The synthetic seems to have triumphed over two historical concerns about bio-jet fuels: that their energy density was too low and that they tended to thicken at the low temperatures found at high altitudes. “The properties of the fuel are fabulous. In fact, the bio part of the blend has a lower freeze point than Jet A,” says Billy Glover, managing director of environmental strategy at Boeing. “The fuels we’re testing now have equal or better energy content than the Jet A requirements.” UOP’s alternative—known as synthetic paraffinic kerosene—also weighs less than Jet A.
For Continental’s flight, Terasol Energy produced oil from jatropha seeds. But 2.5 percent of the blend also derived from algae oil procured by Sapphire Energy from Cyanotech, an algae grower in Hawaii. “Crude oil is nothing but algae from 10 million years ago,” says Tim Zenk, vice president of corporate affairs at Sapphire. “We take that process and speed it up to produce green crude.”

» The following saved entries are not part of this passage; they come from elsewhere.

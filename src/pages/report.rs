//! Management report: the daily summary joined with feedback quotas and
//! comments, one row per supervisor, exported with a fixed column order.

#[cfg(test)]
#[path = "report_test.rs"]
mod report_test;

use std::collections::HashMap;

use leptos::prelude::*;

use crate::components::error_banner::ErrorBanner;
use crate::components::route_guard::RouteGuard;
use crate::components::top_nav::TopNav;
use crate::net::feedback::{self, FeedbackFilters};
use crate::net::reports::{self, ReportFilters};
use crate::net::types::{FeedbackRecord, SaleSummary};
use crate::util::csv;

/// One joined row of the management report.
#[derive(Clone, Debug, PartialEq)]
pub(crate) struct ReportRow {
    pub zone: String,
    pub supervisor: String,
    pub active_sellers: u32,
    pub sellers_with_sales: u32,
    pub distinct_orders: u32,
    pub daily_quota: Option<f64>,
    pub quota_coverage_pct: Option<f64>,
    pub headcount_sale_pct: f64,
    pub supervisor_comments: Option<String>,
    pub manager_comments: Option<String>,
}

/// Join summary rows with feedback records by supervisor name.
///
/// The summary side drives the report: a supervisor without feedback still
/// appears, with the quota columns empty. Coverage falls back to a local
/// `orders / quota` computation when the backend did not precompute it.
pub(crate) fn report_rows(
    summary: &[SaleSummary],
    feedback: &[FeedbackRecord],
) -> Vec<ReportRow> {
    let by_supervisor: HashMap<&str, &FeedbackRecord> =
        feedback.iter().map(|r| (r.supervisor.as_str(), r)).collect();

    summary
        .iter()
        .map(|row| {
            let feedback = by_supervisor.get(row.supervisor.as_str());
            let daily_quota = feedback.map(|f| f.daily_quota);
            let quota_coverage_pct = feedback.and_then(|f| {
                f.quota_coverage_pct.or_else(|| {
                    (f.daily_quota > 0.0)
                        .then(|| f64::from(row.distinct_orders) / f.daily_quota * 100.0)
                })
            });
            let headcount_sale_pct = if row.active_sellers == 0 {
                0.0
            } else {
                f64::from(row.sellers_with_sales) / f64::from(row.active_sellers) * 100.0
            };
            ReportRow {
                zone: row.zone.clone(),
                supervisor: row.supervisor.clone(),
                active_sellers: row.active_sellers,
                sellers_with_sales: row.sellers_with_sales,
                distinct_orders: row.distinct_orders,
                daily_quota,
                quota_coverage_pct,
                headcount_sale_pct,
                supervisor_comments: feedback.and_then(|f| f.supervisor_comments.clone()),
                manager_comments: feedback.and_then(|f| f.manager_comments.clone()),
            }
        })
        .collect()
}

fn pct(value: f64) -> String {
    format!("{value:.1}")
}

/// Export with the column order management expects.
pub(crate) fn report_csv(rows: &[ReportRow]) -> String {
    let body: Vec<Vec<String>> = rows
        .iter()
        .map(|r| {
            vec![
                r.zone.clone(),
                r.supervisor.clone(),
                r.active_sellers.to_string(),
                r.sellers_with_sales.to_string(),
                r.distinct_orders.to_string(),
                r.daily_quota.map(|q| q.to_string()).unwrap_or_default(),
                r.quota_coverage_pct.map(pct).unwrap_or_default(),
                pct(r.headcount_sale_pct),
                r.supervisor_comments.clone().unwrap_or_default(),
                r.manager_comments.clone().unwrap_or_default(),
            ]
        })
        .collect();
    csv::csv_document(
        &[
            "Zone",
            "Supervisor",
            "Active Sellers",
            "Sellers With Sales",
            "Distinct Orders",
            "Daily Quota",
            "% Coverage",
            "% Headcount With Sale",
            "Supervisor Comments",
            "Manager Comments",
        ],
        &body,
    )
}

#[component]
pub fn ReportPage() -> impl IntoView {
    view! {
        <RouteGuard>
            <TopNav/>
            <main class="dashboard">
                <ErrorBanner/>
                <ReportContent/>
            </main>
        </RouteGuard>
    }
}

#[component]
fn ReportContent() -> impl IntoView {
    let date = RwSignal::new(None::<String>);

    let rows = LocalResource::new(move || {
        let date = date.get();
        async move {
            let summary_filters =
                ReportFilters { date: date.clone(), ..ReportFilters::default() };
            let feedback_filters = FeedbackFilters { date, ..FeedbackFilters::default() };
            let summary = reports::fetch_summary(&summary_filters).await?;
            // Feedback is optional enrichment: the report renders without it.
            let feedback = feedback::fetch_records(&feedback_filters)
                .await
                .map(|(records, _)| records)
                .unwrap_or_default();
            Ok::<_, crate::net::error::ApiError>(report_rows(&summary, &feedback))
        }
    });

    let export = move |_| {
        if let Some(Ok(rows)) = rows.get_untracked() {
            csv::download_csv("management-report", &report_csv(&rows));
        }
    };

    view! {
        <div class="filters-panel">
            <label class="filters-panel__field">
                "Date"
                <input
                    type="date"
                    prop:value=move || date.get().unwrap_or_default()
                    on:change=move |ev| {
                        let raw = event_target_value(&ev);
                        date.set(if raw.is_empty() { None } else { Some(raw) });
                    }
                />
            </label>
            <button class="btn" on:click=move |_| rows.refetch()>"Refresh"</button>
            <button class="btn" on:click=export>"Export CSV"</button>
        </div>

        <Suspense fallback=move || view! { <p>"Building report..."</p> }>
            {move || {
                rows
                    .get()
                    .map(|result| match result {
                        Ok(rows) if rows.is_empty() => {
                            view! { <p class="empty">"No report rows for this date."</p> }
                                .into_any()
                        }
                        Ok(rows) => view! { <ReportTable rows=rows/> }.into_any(),
                        Err(err) => {
                            view! { <p class="load-error">{err.to_string()}</p> }.into_any()
                        }
                    })
            }}
        </Suspense>
    }
}

#[component]
fn ReportTable(rows: Vec<ReportRow>) -> impl IntoView {
    view! {
        <table class="data-table data-table--wide">
            <thead>
                <tr>
                    <th>"Zone"</th>
                    <th>"Supervisor"</th>
                    <th class="data-table__num">"Active"</th>
                    <th class="data-table__num">"With sales"</th>
                    <th class="data-table__num">"Orders"</th>
                    <th class="data-table__num">"Quota"</th>
                    <th class="data-table__num">"% coverage"</th>
                    <th class="data-table__num">"% HC with sale"</th>
                    <th>"Supervisor comments"</th>
                    <th>"Manager comments"</th>
                </tr>
            </thead>
            <tbody>
                {rows
                    .into_iter()
                    .map(|r| {
                        view! {
                            <tr>
                                <td>{r.zone}</td>
                                <td>{r.supervisor}</td>
                                <td class="data-table__num">{r.active_sellers}</td>
                                <td class="data-table__num">{r.sellers_with_sales}</td>
                                <td class="data-table__num">{r.distinct_orders}</td>
                                <td class="data-table__num">
                                    {r.daily_quota.map(|q| q.to_string()).unwrap_or_default()}
                                </td>
                                <td class="data-table__num">
                                    {r
                                        .quota_coverage_pct
                                        .map(|p| format!("{p:.1}%"))
                                        .unwrap_or_default()}
                                </td>
                                <td class="data-table__num">
                                    {format!("{:.1}%", r.headcount_sale_pct)}
                                </td>
                                <td>{r.supervisor_comments.unwrap_or_default()}</td>
                                <td>{r.manager_comments.unwrap_or_default()}</td>
                            </tr>
                        }
                    })
                    .collect::<Vec<_>>()}
            </tbody>
        </table>
    }
}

Of course, making algae oil in quantity remains a huge challenge, from perfecting the algae’s growth to extracting the oil cost-effectively. According to Zenk, the company hopes to produce 300 barrels of oil from algae grown in brackish ponds at its test facility in New Mexico by 2011. In five years the output should reach 10,000 barrels a day, costing “between 60 and 80 dollars per barrel,” he says. “That’s with very conservative numbers in terms of oil produced per acre.” Other players are also at work in this area: Science Applications International Corporation in San Diego has a contract with the U.S. Department of Defense to develop fuels from algae, and the San Francisco–based start-up Solazyme has made jet fuel from algae that meets commercial standards.

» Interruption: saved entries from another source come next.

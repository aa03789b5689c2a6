//! Seller roster endpoint with search, ordering, and page-based pagination.

#![allow(clippy::unused_async)]

#[cfg(test)]
#[path = "sellers_test.rs"]
mod sellers_test;

use serde::Deserialize;

use super::error::ApiError;
use super::reports::{join_query, push_pair};
use super::types::{RosterPagination, Seller};

pub const SELLERS_ENDPOINT: &str = "/api/sellers";

/// Sort direction accepted by the roster endpoint.
#[derive(Clone, Copy, Debug, Default, PartialEq, Eq)]
pub enum OrderDir {
    #[default]
    Asc,
    Desc,
}

impl OrderDir {
    pub fn as_str(self) -> &'static str {
        match self {
            Self::Asc => "ASC",
            Self::Desc => "DESC",
        }
    }
}

/// Filters for the roster listing.
#[derive(Clone, Debug, Default, PartialEq, Eq)]
pub struct RosterFilters {
    /// Metrics date, `YYYY-MM-DD`.
    pub date: Option<String>,
    pub zone: Option<String>,
    pub supervisor: Option<String>,
    /// Free-text match against seller name and identifier.
    pub search: Option<String>,
    pub order_by: Option<String>,
    pub order_dir: OrderDir,
    pub page: Option<u32>,
    pub per_page: Option<u32>,
}

impl RosterFilters {
    pub fn query(&self) -> String {
        let mut pairs = Vec::new();
        push_pair(&mut pairs, "date", self.date.as_deref());
        push_pair(&mut pairs, "zone", self.zone.as_deref());
        push_pair(&mut pairs, "supervisor", self.supervisor.as_deref());
        push_pair(&mut pairs, "search", self.search.as_deref());
        push_pair(&mut pairs, "order_by", self.order_by.as_deref());
        if self.order_by.is_some() {
            push_pair(&mut pairs, "order_dir", Some(self.order_dir.as_str()));
        }
        let page = self.page.map(|v| v.to_string());
        let per_page = self.per_page.map(|v| v.to_string());
        push_pair(&mut pairs, "page", page.as_deref());
        push_pair(&mut pairs, "per_page", per_page.as_deref());
        join_query(&pairs)
    }
}

/// Roster response: the endpoint uses its own page-based envelope rather
/// than the shared report envelope.
#[derive(Clone, Debug, Deserialize)]
pub struct RosterPage {
    pub success: bool,
    #[serde(default)]
    pub data: Vec<Seller>,
    #[serde(default)]
    pub pagination: Option<RosterPagination>,
    /// Metrics date the rows were computed for.
    #[serde(default)]
    pub metrics_date: Option<String>,
    #[serde(default)]
    pub error: Option<String>,
}

/// Fetch one page of the seller roster.
///
/// # Errors
///
/// Returns [`ApiError`] on transport failure or a failed response.
pub async fn fetch_roster(filters: &RosterFilters) -> Result<RosterPage, ApiError> {
    #[cfg(feature = "hydrate")]
    {
        let url = format!("{SELLERS_ENDPOINT}{}", filters.query());
        let page: RosterPage = super::api::get_json(&url).await?;
        if !page.success {
            let message = page
                .error
                .unwrap_or_else(|| "request was rejected by the roster service".to_owned());
            return Err(ApiError::Service(message));
        }
        Ok(page)
    }
    #[cfg(not(feature = "hydrate"))]
    {
        let _ = filters;
        Err(super::api::offline_error())
    }
}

Where to Grow In the meantime, efforts to grow jatropha—already planted in quantity in Africa and India—may be scaled up while camelina is improved as a rotation crop with wheat. Jet fuel from camelina and jatropha should be at the correct price point—$80 per barrel or less—within three to five years and fuel from algae in eight to 10 years, according to Holmgren. Boeing’s Glover adds that “different parts of the world will source differently.” To that end, chemical engineers at the University of North Dakota’s Energy & Environmental Research Center have successfully turned oil from canola, coconuts and soybeans into jet fuel that rivals the conventional liquid, U.S. government tests show.
Sourcing would indeed be a big question. Critics question whether enough land would be available to meet demand. An article in the industry journal Petroleum Review claimed that supplying 240 million gallons of jatropha fuel—roughly the equivalent to the demand for Jet A—would require planting an area twice the size of France. Others warn that jatropha yields are unreliable and that harvesting seeds from the inedible fruit is labor-intensive. Genetic advances in biofuel plants could make them more productive [see “The Next Generation of Biofuels]. Nevertheless, if petroleum oil stays below $80 a barrel, none of the alternative fuels may pay.

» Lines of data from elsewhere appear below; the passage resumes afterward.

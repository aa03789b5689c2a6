//! Session state machine for cookie-backed authentication.
//!
//! DESIGN
//! ======
//! All session decisions live in [`SessionMachine`], a synchronous state
//! machine with no IO of its own. Callers feed it events (route changes,
//! network outcomes, timer expiry) and it returns [`Command`]s for the
//! driver in `net::session_client` to execute: cancel the redirect timer,
//! schedule a new one, or perform a history-replacing navigation. Keeping
//! the machine free of IO makes every race the original UI suffered from
//! (overlapping verifications, redirect storms, stale in-flight results)
//! reproducible in plain synchronous tests.
//!
//! The machine is single-writer: exactly one driver owns it and mirrors
//! [`SessionState`] snapshots into a reactive signal for the UI to read.

#[cfg(test)]
#[path = "session_test.rs"]
mod session_test;

use crate::net::error::ApiError;
use crate::net::types::{User, decode_identity};
use serde_json::Value;

/// Delay between an authentication failure and the redirect to sign-in,
/// long enough to read the banner before the page changes.
pub const REDIRECT_DELAY_MS: u32 = 800;

/// Routes reachable without a session.
pub const PUBLIC_ROUTES: &[&str] = &["/", "/login", "/register"];

pub const LOGIN_ROUTE: &str = "/login";
pub const DASHBOARD_ROUTE: &str = "/dashboard";
/// Login route annotated so the login screen explains the expiry.
pub const SESSION_EXPIRED_ROUTE: &str = "/login?session_expired=true";
/// Login route annotated after a successful registration.
pub const REGISTERED_ROUTE: &str = "/login?registered=true";

pub const MSG_SESSION_EXPIRED: &str = "Your session has expired. Please sign in again.";
pub const MSG_SESSION_INVALID: &str = "Your session could not be verified. Please sign in again.";
pub const MSG_CONNECTION: &str = "Connection error. Check your network and try again.";
pub const MSG_SECURITY_LOGOUT: &str =
    "You were signed out for security reasons. Change your password if you still use default credentials.";
pub const MSG_BAD_CREDENTIALS: &str = "Incorrect credentials. Check your username and password.";
pub const MSG_LOGIN_NO_IDENTITY: &str = "The sign-in response did not include a usable account.";
pub const MSG_REGISTERED: &str = "Registration successful. Please sign in with your new credentials.";

/// Whether `path` is reachable without authentication.
pub fn is_public_route(path: &str) -> bool {
    PUBLIC_ROUTES.contains(&path)
}

/// True when `query` (with or without a leading `?`) carries `name=true`.
pub fn query_flag(query: &str, name: &str) -> bool {
    query.trim_start_matches('?').split('&').any(|pair| {
        let mut parts = pair.splitn(2, '=');
        parts.next() == Some(name) && parts.next() == Some("true")
    })
}

/// Banner message for the URL markers the machine reads on boot.
/// (`registered=true` is handled by the login page, not the machine.)
pub fn boot_marker_message(query: &str) -> Option<&'static str> {
    if query_flag(query, "security_logout") {
        Some(MSG_SECURITY_LOGOUT)
    } else if query_flag(query, "session_expired") {
        Some(MSG_SESSION_EXPIRED)
    } else {
        None
    }
}

/// Reactive snapshot of the session, mirrored into the UI signal.
#[derive(Clone, Debug, PartialEq, Eq)]
pub struct SessionState {
    pub user: Option<User>,
    /// True while a verification or mutating auth operation is in flight.
    pub loading: bool,
    /// True once the current verification cycle has resolved either way.
    /// `user` must not be trusted until this is set.
    pub check_complete: bool,
    /// Last human-readable failure, cleared explicitly or by the next
    /// successful operation.
    pub error: Option<String>,
}

impl Default for SessionState {
    /// Starts in the loading state so route guards render a spinner until
    /// the first verification resolves.
    fn default() -> Self {
        Self { user: None, loading: true, check_complete: false, error: None }
    }
}

impl SessionState {
    /// True only in the safe-to-read state: verified identity present and
    /// the verification cycle finished.
    pub fn is_authenticated(&self) -> bool {
        self.check_complete && self.user.as_ref().is_some_and(|u| !u.id.is_empty())
    }

    pub fn is_admin(&self) -> bool {
        self.user.as_ref().is_some_and(User::is_admin)
    }
}

/// Effect requested by a machine transition, executed by the driver.
#[derive(Clone, Debug, PartialEq, Eq)]
pub enum Command {
    /// Drop the pending redirect timer, if any.
    CancelRedirect,
    /// Arm the single redirect timer slot. Always preceded by
    /// [`Command::CancelRedirect`] when a timer was live.
    ScheduleRedirect { delay_ms: u32 },
    /// History-replacing navigation.
    Navigate { target: String },
}

/// Outcome of [`SessionMachine::route_changed`]: whether the driver must
/// call the current-session endpoint.
#[derive(Clone, Copy, Debug, PartialEq, Eq)]
pub enum VerifyDecision {
    /// Call the endpoint and report back via `finish_verify` with this
    /// epoch token.
    Fetch { epoch: u64 },
    /// Nothing to do: public route, cached known-good session, or a
    /// verification already in flight.
    Skip,
}

/// The session controller's decision core.
///
/// States: unverified, verifying, then authenticated or unauthenticated;
/// the flags in [`SessionState`] encode them. The extra fields below are
/// the guards that keep overlapping callbacks from racing each other.
#[derive(Debug)]
pub struct SessionMachine {
    state: SessionState,
    /// Epoch of the in-flight verification, if one is running. Doubles as
    /// the re-entrancy flag: a second trigger while the current epoch is in
    /// flight is dropped, not queued.
    verifying: Option<u64>,
    /// Single-slot guard against overlapping redirects and logouts.
    redirect_pending: bool,
    /// Mirrors whether the driver holds a live timer, so transitions know
    /// to emit [`Command::CancelRedirect`] before re-arming.
    timer_live: bool,
    /// Bumped whenever in-flight results must be invalidated. A finished
    /// verification whose epoch no longer matches is discarded.
    epoch: u64,
    /// Current route path; decides public/protected behaviour.
    route: String,
}

impl Default for SessionMachine {
    fn default() -> Self {
        Self::new()
    }
}

impl SessionMachine {
    pub fn new() -> Self {
        Self {
            state: SessionState::default(),
            verifying: None,
            redirect_pending: false,
            timer_live: false,
            epoch: 0,
            route: "/".to_owned(),
        }
    }

    pub fn state(&self) -> &SessionState {
        &self.state
    }

    pub fn clear_error(&mut self) {
        self.state.error = None;
    }

    /// Seed the error banner from URL markers on application boot.
    pub fn boot_markers(&mut self, query: &str) {
        if let Some(message) = boot_marker_message(query) {
            self.state.error = Some(message.to_owned());
            self.state.user = None;
        }
    }

    /// Route-change event; the per-navigation verification entry point.
    ///
    /// A trigger that arrives while the current verification is still in
    /// flight is dropped (re-entrancy collapse) before anything else, so a
    /// double navigation makes exactly one network call.
    pub fn route_changed(&mut self, path: &str) -> (Vec<Command>, VerifyDecision) {
        if self.verifying == Some(self.epoch) && path == self.route {
            return (Vec::new(), VerifyDecision::Skip);
        }

        self.route = path.to_owned();
        self.redirect_pending = false;
        let mut commands = Vec::new();
        if self.timer_live {
            self.timer_live = false;
            commands.push(Command::CancelRedirect);
        }

        if is_public_route(path) {
            // Invalidate any in-flight verification: its result belongs to
            // a navigation the user has left.
            self.epoch += 1;
            self.state.loading = false;
            self.state.check_complete = true;
            self.state.error = None;
            return (commands, VerifyDecision::Skip);
        }

        // Known-good session: repeated navigation between protected pages
        // reuses the cached identity.
        if self.state.check_complete
            && self.state.user.as_ref().is_some_and(|u| !u.id.is_empty())
        {
            self.state.loading = false;
            return (commands, VerifyDecision::Skip);
        }

        // A still-valid verification is already in flight for this session;
        // its result will cover the new protected route too.
        if self.verifying == Some(self.epoch) {
            return (commands, VerifyDecision::Skip);
        }

        self.epoch += 1;
        self.verifying = Some(self.epoch);
        self.state.loading = true;
        self.state.check_complete = false;
        self.state.error = None;
        (commands, VerifyDecision::Fetch { epoch: self.epoch })
    }

    /// Apply the outcome of a current-session call started by
    /// [`Self::route_changed`].
    ///
    /// Every non-stale path ends with `loading = false` and
    /// `check_complete = true`; the re-entrancy slot is always released.
    pub fn finish_verify(
        &mut self,
        epoch: u64,
        outcome: Result<Value, ApiError>,
    ) -> Vec<Command> {
        if self.verifying == Some(epoch) {
            self.verifying = None;
        }
        if epoch != self.epoch {
            // Stale: the user navigated away while this call was in flight.
            return Vec::new();
        }

        let mut commands = Vec::new();
        match outcome {
            Ok(body) => match decode_identity(&body) {
                Ok(user) => {
                    self.state.user = Some(user);
                    self.state.error = None;
                }
                Err(_) => {
                    self.auth_failure(MSG_SESSION_INVALID, true, &mut commands);
                }
            },
            Err(err) if err.is_unauthorized() => {
                self.auth_failure(MSG_SESSION_EXPIRED, true, &mut commands);
            }
            Err(_) => {
                // Connection trouble is retryable: surface it, keep the
                // session untouched, never redirect.
                self.state.error = Some(MSG_CONNECTION.to_owned());
            }
        }
        self.state.loading = false;
        self.state.check_complete = true;
        commands
    }

    /// Shared teardown for expired/invalid sessions.
    ///
    /// Idempotent while a redirect is pending, so overlapping failures
    /// schedule at most one timer and one navigation.
    fn auth_failure(&mut self, message: &str, should_redirect: bool, commands: &mut Vec<Command>) {
        if self.redirect_pending {
            return;
        }
        self.state.user = None;
        let protected = !is_public_route(&self.route);
        if protected {
            self.state.error = Some(message.to_owned());
        }
        if should_redirect && protected {
            self.redirect_pending = true;
            if self.timer_live {
                commands.push(Command::CancelRedirect);
            }
            self.timer_live = true;
            commands.push(Command::ScheduleRedirect { delay_ms: REDIRECT_DELAY_MS });
        }
    }

    /// The armed redirect timer expired.
    pub fn redirect_due(&mut self) -> Vec<Command> {
        self.timer_live = false;
        self.redirect_pending = false;
        vec![Command::Navigate { target: SESSION_EXPIRED_ROUTE.to_owned() }]
    }

    pub fn begin_login(&mut self) -> Vec<Command> {
        self.state.loading = true;
        self.state.error = None;
        self.redirect_pending = false;
        Vec::new()
    }

    /// Apply a sign-in outcome. The `Result` half goes back to the calling
    /// form so it can manage its own submit state; the shared error is
    /// recorded here either way.
    pub fn finish_login(
        &mut self,
        outcome: Result<Value, ApiError>,
    ) -> (Vec<Command>, Result<(), String>) {
        let mut commands = Vec::new();
        let result = match outcome {
            Ok(body) => match decode_identity(&body) {
                Ok(user) => {
                    self.state.user = Some(user);
                    self.state.check_complete = true;
                    self.state.error = None;
                    commands.push(Command::Navigate { target: DASHBOARD_ROUTE.to_owned() });
                    Ok(())
                }
                Err(_) => {
                    self.state.user = None;
                    self.state.error = Some(MSG_LOGIN_NO_IDENTITY.to_owned());
                    Err(MSG_LOGIN_NO_IDENTITY.to_owned())
                }
            },
            Err(err) => {
                let message = login_error_message(&err);
                self.state.user = None;
                self.state.error = Some(message.clone());
                Err(message)
            }
        };
        self.state.loading = false;
        (commands, result)
    }

    /// Start a logout. Returns `None` when one (or a failure redirect) is
    /// already in progress; the caller drops the request.
    pub fn begin_logout(&mut self) -> Option<Vec<Command>> {
        if self.redirect_pending {
            return None;
        }
        self.redirect_pending = true;
        self.state.loading = true;
        self.state.error = None;
        let mut commands = Vec::new();
        if self.timer_live {
            self.timer_live = false;
            commands.push(Command::CancelRedirect);
        }
        Some(commands)
    }

    /// Local teardown after the sign-out call, successful or not. The
    /// server-side failure mode is the driver's to log; local state is
    /// always cleared so the user is never stuck looking signed-in.
    pub fn finish_logout(&mut self) -> Vec<Command> {
        self.state.user = None;
        self.state.check_complete = true;
        self.state.loading = false;
        self.redirect_pending = false;
        vec![Command::Navigate { target: LOGIN_ROUTE.to_owned() }]
    }

    pub fn begin_register(&mut self) -> Vec<Command> {
        self.state.loading = true;
        self.state.error = None;
        Vec::new()
    }

    /// Apply a sign-up outcome. Success routes to the login screen with the
    /// `registered` marker; the new account is not authenticated.
    pub fn finish_register(
        &mut self,
        outcome: Result<(), ApiError>,
    ) -> (Vec<Command>, Result<(), String>) {
        let mut commands = Vec::new();
        let result = match outcome {
            Ok(()) => {
                commands.push(Command::Navigate { target: REGISTERED_ROUTE.to_owned() });
                Ok(())
            }
            Err(err) => {
                let message = register_error_message(&err);
                self.state.error = Some(message.clone());
                Err(message)
            }
        };
        self.state.loading = false;
        (commands, result)
    }
}

/// Display message for a failed sign-in.
pub fn login_error_message(err: &ApiError) -> String {
    if err.is_unauthorized() {
        MSG_BAD_CREDENTIALS.to_owned()
    } else if matches!(err, ApiError::Network(_)) {
        MSG_CONNECTION.to_owned()
    } else {
        err.to_string()
    }
}

/// Display message for a failed sign-up.
pub fn register_error_message(err: &ApiError) -> String {
    if matches!(err, ApiError::Network(_)) {
        MSG_CONNECTION.to_owned()
    } else {
        err.to_string()
    }
}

Even if hurdles are overcome, bio-jet fuel in the near term is likely to be blended with Jet A because the biofuels lack aromatics—hydrocarbon rings that interact with the seals in current engines, helping to swell them shut. “We fully expect that the first fuels will be 50–50 blends or less,” Glover says. The recent flights—as well as earlier ones by Air New Zealand and Virgin Atlantic—prove that such blends can be effective. By 2017 the International Air Transport Association, an industry group that represents 93 percent of the world’s carriers, hopes to source 10 percent of all aviation fuel from sustainable plant sources, both to ease the volatility of fuel prices and to cut emissions of greenhouse gases. Boeing is optimistic, too. “Three years ago we started out saying this doesn’t look like it’s possible,” Glover says. “But every day we become more and more convinced it’s not only possible, it has huge benefits for industry and the public.”
Note: This article was originally printed with the title, “Green Fuels for Jets”.